Sir: Yet another piece of English community and tradition killed off and the centre of a village community trashed.

In my pub, there is no chit-chat and happy hubbub at the bar; they've gone outside, those who can be bothered to come at all. The "pint-and-a-fag-on-the-way-home-from-work boys" have all gone home. The non-smokers sit out with the smokers and there is no banter with the staff any more.

Good on you non-smokers who say it's a nicer place to be; the two Cokes you bought yesterday will pay all my bills.

A personal choice? Good extractors? A choice to enter this predominately traditional smoking environment? Diplomatic? Ah yes, diplomatic immunity for some. Are the diplomats who escape this ban immune to lung cancer or indeed to the effect on good, honest, hardworking taxpayers like myself who have been hit again?

I did not want this. For those this blanket smoking ban benefits, it has ruined many, many more. It has killed not just our pub but many others. And the icing on the cake? If I don't police it they will fine me. Sorry, England, but the pub culture we've shared for centuries is finished.

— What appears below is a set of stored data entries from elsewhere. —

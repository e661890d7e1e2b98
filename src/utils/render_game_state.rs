//! Text board renderer for debug logging.
//!
//! Rank 8 is printed first, which matches the sensor matrix row order.

use crate::game_state::{chess_types::*, game_state::GameState};

/// Render the board as ASCII with rank and file labels.
pub fn render_game_state(game_state: &GameState) -> String {
    render_board(&game_state.board)
}

pub fn render_board(board: &Board) -> String {
    let mut out = String::new();

    for row in 0..8u8 {
        let rank = char::from(b'8' - row);
        out.push(rank);
        out.push(' ');

        for col in 0..8u8 {
            match board.piece_at(Square::new(row, col)) {
                Some(piece) => out.push(piece.to_fen_char()),
                None => out.push('.'),
            }
            out.push(' ');
        }

        out.push(' ');
        out.push(rank);
        out.push('\n');
    }

    out.push_str("  a b c d e f g h");

    out
}

#[cfg(test)]
mod tests {
    use super::render_board;
    use crate::game_state::chess_types::Board;

    #[test]
    fn renders_rank_eight_first() {
        let rendered = render_board(&Board::initial());
        let first = rendered.lines().next().expect("render should have lines");
        assert_eq!(first, "8 r n b q k b n r  8");
        assert!(rendered.ends_with("a b c d e f g h"));
    }
}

Sir: Imagine a democratic country with the following problems: streets littered with fag-ends; groups of smokers cluttering the pavements; police and snitch phone lines; millions of pounds spent on enforcing a blanket ban; huge fines for breaking the law, and outside patio heaters helping pollute the atmosphere.

This a country unwilling to ban tobacco outright because of the massive tax revenue it generates.

One possible answer to these problems would be designated, sheltered places to confine smokers. We could call them pubs.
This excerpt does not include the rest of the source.